The night sky hung above us, reminding us that we were only slaves of time and that time lost was time wasted, so I would forever treasure this time I had with Destiny, the beholder of my heart.

*****

A bottle of whiskey, sat on my mahogany table just waiting for me to quench it along with my depressing life but today something had changed.

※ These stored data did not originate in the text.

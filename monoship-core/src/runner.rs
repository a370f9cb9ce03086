//! Resumable execution of a per-package operation in dependency order.

use std::collections::HashMap;
use std::future::Future;
use std::sync::Arc;

use tracing::{debug, info, warn};

use crate::error::{Error, Result};
use crate::graph::{BuildOrder, DependencyGraph, LevelPlan};
use crate::join::{join_tagged, Settled, Tagged};
use crate::operation::{OperationContext, OperationOutcome, PackageOperation};
use crate::reporter::{NoopReporter, RunReporter};

/// Flags controlling one run.
#[derive(Debug, Clone)]
pub struct ExecutionOptions {
    /// Run level by level with every member of a level in flight together.
    pub parallel: bool,
    /// Preview run; operations must not fail.
    pub dry_run: bool,
    /// Package name or directory name to resume from.
    pub start_from: Option<String>,
    /// Command line prefix used to build the resume instruction.
    pub command_name: String,
    /// Shell-quoted words placed after `--start-from <dir>` in the resume
    /// instruction, such as a trailing command.
    pub resume_args: Vec<String>,
}

impl Default for ExecutionOptions {
    fn default() -> Self {
        Self {
            parallel: false,
            dry_run: false,
            start_from: None,
            command_name: "monoship".to_string(),
            resume_args: Vec::new(),
        }
    }
}

/// Settled result for one package.
#[derive(Debug, Clone)]
pub struct PackageResult {
    pub name: String,
    pub dir_name: String,
    /// Position in the full build order.
    pub index: usize,
    pub success: bool,
    pub error: Option<String>,
    pub output: Option<String>,
}

/// The package a run stopped at.
#[derive(Debug)]
pub struct RunFailure {
    pub package: String,
    pub dir_name: String,
    /// Either [`Error::PackageOperation`] or [`Error::UnexpectedRejection`].
    pub error: Error,
}

/// Aggregate outcome of a run.
#[derive(Debug)]
pub struct RunSummary {
    /// Packages in the effective order (after `start_from`).
    pub total: usize,
    /// Leading packages skipped by `start_from`.
    pub skipped: usize,
    pub succeeded: usize,
    pub failure: Option<RunFailure>,
    /// Settled packages in submission (build) order.
    pub results: Vec<PackageResult>,
    pub dry_run: bool,
    command_name: String,
    resume_args: Vec<String>,
}

impl RunSummary {
    #[inline]
    pub fn is_success(&self) -> bool {
        self.failure.is_none()
    }

    /// The command that resumes the run at the failed package.
    pub fn resume_command(&self) -> Option<String> {
        self.failure
            .as_ref()
            .map(|f| resume_instruction(&self.command_name, &f.dir_name, &self.resume_args))
    }

    /// Converts a failed run into its error.
    pub fn into_result(self) -> Result<Self> {
        match self.failure {
            Some(failure) => Err(failure.error),
            None => Ok(self),
        }
    }
}

/// Formats `<command> --start-from <dir> [args...]`.
pub fn resume_instruction(command_name: &str, dir_name: &str, trailing: &[String]) -> String {
    let mut line = format!(
        "{} --start-from {}",
        command_name,
        shell_words::quote(dir_name)
    );
    for arg in trailing {
        line.push(' ');
        line.push_str(arg);
    }
    line
}

/// Drives a [`PackageOperation`] over every package of a graph.
///
/// Sequential mode stops at the first failure. Parallel mode runs one
/// level at a time: every member of a level is awaited before the next
/// level starts, and a failing member stops only the levels after it.
pub struct Runner {
    graph: Arc<DependencyGraph>,
    order: BuildOrder,
    levels: LevelPlan,
    options: ExecutionOptions,
    reporter: Arc<dyn RunReporter>,
}

impl Runner {
    /// Creates a runner, computing the build order and levels up front.
    ///
    /// # Errors
    ///
    /// Returns an error if the graph contains a cycle.
    pub fn new(graph: DependencyGraph) -> Result<Self> {
        let order = graph.topological_order()?;
        let levels = graph.dependency_levels(&order)?;
        Ok(Self {
            graph: Arc::new(graph),
            order,
            levels,
            options: ExecutionOptions::default(),
            reporter: Arc::new(NoopReporter),
        })
    }

    pub fn with_options(mut self, options: ExecutionOptions) -> Self {
        self.options = options;
        self
    }

    pub fn with_reporter(mut self, reporter: impl RunReporter + 'static) -> Self {
        self.reporter = Arc::new(reporter);
        self
    }

    #[inline]
    pub fn graph(&self) -> &DependencyGraph {
        &self.graph
    }

    #[inline]
    pub fn order(&self) -> &BuildOrder {
        &self.order
    }

    #[inline]
    pub fn levels(&self) -> &LevelPlan {
        &self.levels
    }

    #[inline]
    pub fn options(&self) -> &ExecutionOptions {
        &self.options
    }

    /// Index in the build order the run starts at.
    ///
    /// Matches `start_from` against package names and package directory
    /// names, taking the first hit in build order.
    ///
    /// # Errors
    ///
    /// Returns [`Error::StartFromNotFound`] listing every package as
    /// `"<dir> (<name>)"` when nothing matches.
    pub fn resolve_start(&self) -> Result<usize> {
        let Some(start_from) = self
            .options
            .start_from
            .as_deref()
            .filter(|s| !s.is_empty())
        else {
            return Ok(0);
        };

        let mut candidates = Vec::with_capacity(self.order.len());
        for (idx, name) in self.order.iter().enumerate() {
            let dir_name = self.dir_name_of(name);
            if name == start_from || dir_name == start_from {
                return Ok(idx);
            }
            candidates.push(format!("{} ({})", dir_name, name));
        }

        Err(Error::StartFromNotFound {
            start_from: start_from.to_string(),
            candidates,
        })
    }

    /// The build order suffix this run will cover.
    pub fn effective_order(&self) -> Result<&[String]> {
        let start = self.resolve_start()?;
        Ok(&self.order.names()[start..])
    }

    /// Runs `operation` for every package of the effective order.
    ///
    /// Operation failures do not surface as `Err`; they are recorded in the
    /// returned summary together with the success count.
    ///
    /// # Errors
    ///
    /// Returns an error only if `start_from` cannot be resolved.
    pub async fn run<O>(&self, operation: Arc<O>) -> Result<RunSummary>
    where
        O: PackageOperation + ?Sized + 'static,
    {
        let start = self.resolve_start()?;
        let total = self.order.len() - start;

        if start > 0 {
            info!(
                skipped = start,
                start_from = %self.order.names()[start],
                "resuming run"
            );
        }
        self.reporter.run_started(total, start);

        let mut summary = RunSummary {
            total,
            skipped: start,
            succeeded: 0,
            failure: None,
            results: Vec::with_capacity(total),
            dry_run: self.options.dry_run,
            command_name: self.options.command_name.clone(),
            resume_args: self.options.resume_args.clone(),
        };

        if self.options.parallel {
            self.run_levels(&operation, start, &mut summary).await?;
        } else {
            self.run_sequential(&operation, start, &mut summary).await?;
        }

        match &summary.failure {
            Some(failure) => warn!(
                package = %failure.package,
                succeeded = summary.succeeded,
                "run stopped"
            ),
            None => info!(succeeded = summary.succeeded, "run completed"),
        }

        Ok(summary)
    }

    async fn run_sequential<O>(
        &self,
        operation: &Arc<O>,
        start: usize,
        summary: &mut RunSummary,
    ) -> Result<()>
    where
        O: PackageOperation + ?Sized + 'static,
    {
        for idx in start..self.order.len() {
            let task = self.dispatch(operation, idx)?;
            let settled = join_tagged([(idx, task)]).await;

            for tagged in settled {
                if self.record(tagged, summary) {
                    return Ok(());
                }
            }
        }
        Ok(())
    }

    async fn run_levels<O>(
        &self,
        operation: &Arc<O>,
        start: usize,
        summary: &mut RunSummary,
    ) -> Result<()>
    where
        O: PackageOperation + ?Sized + 'static,
    {
        let positions: HashMap<&str, usize> = self
            .order
            .iter()
            .enumerate()
            .skip(start)
            .map(|(idx, name)| (name.as_str(), idx))
            .collect();

        for (level_idx, level) in self.levels.iter().enumerate() {
            let members: Vec<usize> = level
                .iter()
                .filter_map(|name| positions.get(name.as_str()).copied())
                .collect();

            if members.is_empty() {
                continue;
            }

            let names: Vec<String> = members
                .iter()
                .map(|&idx| self.order.names()[idx].clone())
                .collect();
            debug!(level = level_idx, packages = ?names, "dispatching level");
            self.reporter.level_started(level_idx, &names);

            let tasks = members
                .iter()
                .map(|&idx| Ok((idx, self.dispatch(operation, idx)?)))
                .collect::<Result<Vec<_>>>()?;

            let mut stop = false;
            for tagged in join_tagged(tasks).await {
                stop |= self.record(tagged, summary);
            }
            if stop {
                break;
            }
        }
        Ok(())
    }

    /// Builds the task future for the package at `idx` in the build order.
    fn dispatch<O>(
        &self,
        operation: &Arc<O>,
        idx: usize,
    ) -> Result<impl Future<Output = Result<OperationOutcome>> + Send + 'static>
    where
        O: PackageOperation + ?Sized + 'static,
    {
        let name = &self.order.names()[idx];
        let package = self
            .graph
            .get_package(name)
            .cloned()
            .ok_or_else(|| Error::PackageNotFound {
                name: name.clone(),
                available: self.order.names().join(", "),
            })?;

        let ctx = OperationContext {
            package,
            index: idx,
            total: self.order.len(),
            dry_run: self.options.dry_run,
        };
        let operation = Arc::clone(operation);
        let reporter = Arc::clone(&self.reporter);

        Ok(async move {
            reporter.package_started(ctx.name(), ctx.index, ctx.total);
            debug!(package = %ctx.name(), index = ctx.index, "running operation");
            operation.run(ctx).await
        })
    }

    /// Folds one settled task into the summary. Returns `true` if it failed.
    fn record(
        &self,
        tagged: Tagged<usize, Result<OperationOutcome>>,
        summary: &mut RunSummary,
    ) -> bool {
        let idx = tagged.tag;
        let name = self.order.names()[idx].clone();
        let dir_name = self.dir_name_of(&name);

        let (outcome, failure) = match tagged.settled {
            Settled::Completed(Ok(outcome)) if outcome.success => (outcome, None),
            Settled::Completed(Ok(mut outcome)) => {
                let message = outcome
                    .error
                    .get_or_insert_with(|| "operation reported failure".to_string())
                    .clone();
                let error = Error::PackageOperation {
                    package: name.clone(),
                    dir_name: dir_name.clone(),
                    message,
                    output: outcome.output.clone(),
                };
                (outcome, Some(error))
            }
            Settled::Completed(Err(e)) => {
                let message = e.to_string();
                let error = Error::UnexpectedRejection {
                    package: name.clone(),
                    dir_name: dir_name.clone(),
                    message: message.clone(),
                };
                (OperationOutcome::failure(message), Some(error))
            }
            Settled::Aborted(message) => {
                let error = Error::UnexpectedRejection {
                    package: name.clone(),
                    dir_name: dir_name.clone(),
                    message: message.clone(),
                };
                (OperationOutcome::failure(message), Some(error))
            }
        };

        let failure = match failure {
            Some(error) if self.options.dry_run => {
                warn!(package = %name, error = %error, "ignoring failure during dry run");
                None
            }
            other => other,
        };

        let result = PackageResult {
            name: name.clone(),
            dir_name: dir_name.clone(),
            index: idx,
            success: failure.is_none(),
            error: if failure.is_some() { outcome.error } else { None },
            output: outcome.output,
        };
        self.reporter.package_finished(&result);
        summary.results.push(result);

        match failure {
            None => {
                summary.succeeded += 1;
                false
            }
            Some(error) => {
                if summary.failure.is_none() {
                    summary.failure = Some(RunFailure {
                        package: name,
                        dir_name,
                        error,
                    });
                }
                true
            }
        }
    }

    fn dir_name_of(&self, name: &str) -> String {
        self.graph
            .get_package(name)
            .map(|p| p.dir_name())
            .unwrap_or_else(|| name.to_string())
    }
}
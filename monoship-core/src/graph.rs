//! Dependency graph construction, ordering and level grouping.

use std::path::PathBuf;

use indexmap::IndexMap;
use serde::Serialize;
use tracing::debug;

use crate::error::{Error, Result};
use crate::manifest::load_manifest;
use crate::package::PackageNode;

/// Directed graph of in-workspace package dependencies.
///
/// Nodes keep discovery order. Edges point from a package to the packages
/// it depends on and only ever name packages present in the graph.
#[derive(Debug, Clone)]
pub struct DependencyGraph {
    nodes: IndexMap<String, PackageNode>,
    edges: Vec<Vec<usize>>,
}

#[derive(Debug, Clone, Copy, PartialEq, Eq)]
enum VisitState {
    Unvisited,
    Visiting,
    Done,
}

impl DependencyGraph {
    /// Creates a dependency graph from parsed packages.
    ///
    /// In-workspace dependencies are resolved once every package is known;
    /// declared dependencies that name no workspace package are dropped.
    ///
    /// # Errors
    ///
    /// Returns an error if two packages share a name.
    pub fn new(packages: Vec<PackageNode>) -> Result<Self> {
        let mut nodes: IndexMap<String, PackageNode> = IndexMap::with_capacity(packages.len());

        for package in packages {
            if let Some(existing) = nodes.get(&package.name) {
                return Err(Error::ManifestParse {
                    path: package.path.clone(),
                    message: format!(
                        "duplicate package name '{}' (already declared in {})",
                        package.name,
                        existing.path.display()
                    ),
                });
            }
            nodes.insert(package.name.clone(), package);
        }

        let mut edges = Vec::with_capacity(nodes.len());
        for i in 0..nodes.len() {
            let deps: Vec<usize> = nodes[i]
                .declared_dependencies
                .iter()
                .filter_map(|dep| nodes.get_index_of(dep))
                .collect();
            let names: Vec<String> = deps.iter().map(|&d| nodes[d].name.clone()).collect();
            nodes[i].in_workspace_dependencies = names;
            edges.push(deps);
        }

        debug!(
            packages = nodes.len(),
            edges = edges.iter().map(Vec::len).sum::<usize>(),
            "built dependency graph"
        );

        Ok(Self { nodes, edges })
    }

    /// Parses every manifest and builds the graph.
    ///
    /// # Errors
    ///
    /// Fails on the first invalid manifest; no partial graph is produced.
    pub fn from_manifests(paths: &[PathBuf]) -> Result<Self> {
        let packages = paths
            .iter()
            .map(|path| load_manifest(path))
            .collect::<Result<Vec<_>>>()?;
        Self::new(packages)
    }

    #[inline]
    pub fn len(&self) -> usize {
        self.nodes.len()
    }

    #[inline]
    pub fn is_empty(&self) -> bool {
        self.nodes.is_empty()
    }

    /// Retrieves a package by name.
    #[inline]
    pub fn get_package(&self, name: &str) -> Option<&PackageNode> {
        self.nodes.get(name)
    }

    /// Returns packages in discovery order.
    pub fn packages(&self) -> impl Iterator<Item = &PackageNode> {
        self.nodes.values()
    }

    pub fn package_names(&self) -> impl Iterator<Item = &str> {
        self.nodes.keys().map(String::as_str)
    }

    /// Returns `(package, in-workspace dependencies)` pairs in discovery order.
    pub fn edges(&self) -> impl Iterator<Item = (&str, Vec<&str>)> {
        self.nodes.keys().zip(&self.edges).map(|(name, deps)| {
            (
                name.as_str(),
                deps.iter().map(|&d| self.name_at(d)).collect(),
            )
        })
    }

    /// Returns direct dependencies of a package.
    ///
    /// # Errors
    ///
    /// Returns an error if the package is not found in the graph.
    pub fn dependencies(&self, package_name: &str) -> Result<Vec<&str>> {
        let idx = self.index_of(package_name)?;
        Ok(self.edges[idx].iter().map(|&d| self.name_at(d)).collect())
    }

    /// Returns direct dependents of a package (packages that depend on it).
    ///
    /// # Errors
    ///
    /// Returns an error if the package is not found in the graph.
    pub fn dependents(&self, package_name: &str) -> Result<Vec<&str>> {
        let idx = self.index_of(package_name)?;
        Ok(self
            .edges
            .iter()
            .enumerate()
            .filter(|(_, deps)| deps.contains(&idx))
            .map(|(i, _)| self.name_at(i))
            .collect())
    }

    /// Linearizes the graph so every package follows its dependencies.
    ///
    /// Depth-first over an explicit stack, rooted in discovery order. The
    /// result is one valid order, not a canonical one.
    ///
    /// # Errors
    ///
    /// Returns [`Error::CircularDependency`] naming the package found
    /// in progress a second time.
    pub fn topological_order(&self) -> Result<BuildOrder> {
        let n = self.nodes.len();
        let mut state = vec![VisitState::Unvisited; n];
        let mut names = Vec::with_capacity(n);
        // (node, next edge to follow)
        let mut stack: Vec<(usize, usize)> = Vec::new();

        for root in 0..n {
            if state[root] != VisitState::Unvisited {
                continue;
            }
            state[root] = VisitState::Visiting;
            stack.push((root, 0));

            while let Some(frame) = stack.last_mut() {
                let (node, next) = *frame;
                match self.edges[node].get(next) {
                    Some(&dep) => {
                        frame.1 += 1;
                        match state[dep] {
                            VisitState::Unvisited => {
                                state[dep] = VisitState::Visiting;
                                stack.push((dep, 0));
                            }
                            VisitState::Visiting => {
                                return Err(Error::CircularDependency {
                                    package: self.name_at(dep).to_string(),
                                });
                            }
                            VisitState::Done => {}
                        }
                    }
                    None => {
                        stack.pop();
                        state[node] = VisitState::Done;
                        names.push(self.name_at(node).to_string());
                    }
                }
            }
        }

        Ok(BuildOrder { names })
    }

    /// Groups `order` into levels that can run concurrently.
    ///
    /// A package with no in-workspace dependencies is on level 0, any other
    /// package one level above its deepest dependency. Within a level,
    /// packages keep their position in `order`.
    ///
    /// # Errors
    ///
    /// Returns an error if `order` names an unknown package or the graph
    /// contains a cycle.
    pub fn dependency_levels(&self, order: &BuildOrder) -> Result<LevelPlan> {
        let n = self.nodes.len();
        let mut memo: Vec<Option<usize>> = vec![None; n];
        let mut on_stack = vec![false; n];
        let mut levels: Vec<Vec<String>> = Vec::new();

        for name in order.iter() {
            let idx = self.index_of(name)?;
            let level = self.compute_level(idx, &mut memo, &mut on_stack)?;
            if levels.len() <= level {
                levels.resize_with(level + 1, Vec::new);
            }
            levels[level].push(name.clone());
        }

        Ok(LevelPlan { levels })
    }

    fn compute_level(
        &self,
        root: usize,
        memo: &mut [Option<usize>],
        on_stack: &mut [bool],
    ) -> Result<usize> {
        if let Some(level) = memo[root] {
            return Ok(level);
        }

        let mut stack = vec![root];
        on_stack[root] = true;

        while let Some(&node) = stack.last() {
            let pending = self.edges[node]
                .iter()
                .copied()
                .find(|&dep| memo[dep].is_none());

            match pending {
                Some(dep) if on_stack[dep] => {
                    return Err(Error::CircularDependency {
                        package: self.name_at(dep).to_string(),
                    });
                }
                Some(dep) => {
                    on_stack[dep] = true;
                    stack.push(dep);
                }
                None => {
                    let level = self.edges[node]
                        .iter()
                        .filter_map(|&dep| memo[dep])
                        .max()
                        .map_or(0, |deepest| deepest + 1);
                    memo[node] = Some(level);
                    on_stack[node] = false;
                    stack.pop();
                }
            }
        }

        Ok(memo[root].unwrap_or(0))
    }

    #[inline]
    fn name_at(&self, idx: usize) -> &str {
        self.nodes
            .get_index(idx)
            .map(|(name, _)| name.as_str())
            .unwrap_or_default()
    }

    fn index_of(&self, name: &str) -> Result<usize> {
        self.nodes
            .get_index_of(name)
            .ok_or_else(|| Error::PackageNotFound {
                name: name.to_string(),
                available: self.package_names().collect::<Vec<_>>().join(", "),
            })
    }
}

/// Package names ordered so that dependencies precede dependents.
#[derive(Debug, Clone, PartialEq, Eq, Serialize)]
#[serde(transparent)]
pub struct BuildOrder {
    names: Vec<String>,
}

impl BuildOrder {
    #[inline]
    pub fn names(&self) -> &[String] {
        &self.names
    }

    pub fn iter(&self) -> std::slice::Iter<'_, String> {
        self.names.iter()
    }

    #[inline]
    pub fn len(&self) -> usize {
        self.names.len()
    }

    #[inline]
    pub fn is_empty(&self) -> bool {
        self.names.is_empty()
    }

    pub fn position(&self, name: &str) -> Option<usize> {
        self.names.iter().position(|n| n == name)
    }
}

impl<'a> IntoIterator for &'a BuildOrder {
    type Item = &'a String;
    type IntoIter = std::slice::Iter<'a, String>;

    fn into_iter(self) -> Self::IntoIter {
        self.names.iter()
    }
}

/// Packages grouped into waves; a wave only depends on earlier waves.
#[derive(Debug, Clone, Default, PartialEq, Eq, Serialize)]
#[serde(transparent)]
pub struct LevelPlan {
    levels: Vec<Vec<String>>,
}

impl LevelPlan {
    #[inline]
    pub fn levels(&self) -> &[Vec<String>] {
        &self.levels
    }

    pub fn iter(&self) -> std::slice::Iter<'_, Vec<String>> {
        self.levels.iter()
    }

    #[inline]
    pub fn len(&self) -> usize {
        self.levels.len()
    }

    #[inline]
    pub fn is_empty(&self) -> bool {
        self.levels.is_empty()
    }

    /// Index of the level holding `name`.
    pub fn level_of(&self, name: &str) -> Option<usize> {
        self.levels
            .iter()
            .position(|level| level.iter().any(|n| n == name))
    }
}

The dire need for alcohol to drown out my sorrows, the loss of my mom and dad, the life I had chosen to live was not as big as my love for a certain chocolate brown-skinned girl who looked at me with so much adoration, so much hope that I would change and let the walls I had built around myself fall but that would mean losing all I had known, making myself vulnerable to my enemies and I could not allow that.

Despite her words ringing in my mind, I drank one glass after the other, each of them burning the back of my throat, the only sound resounding from the bottles clinking with each other, everyone else was asleep and I as usual was still awake till the early hours of dawn but decided to go to sleep early today, just because Destiny had asked me.

I closed my eyes with one thought, I loved a girl that would never love me back if she found who I was.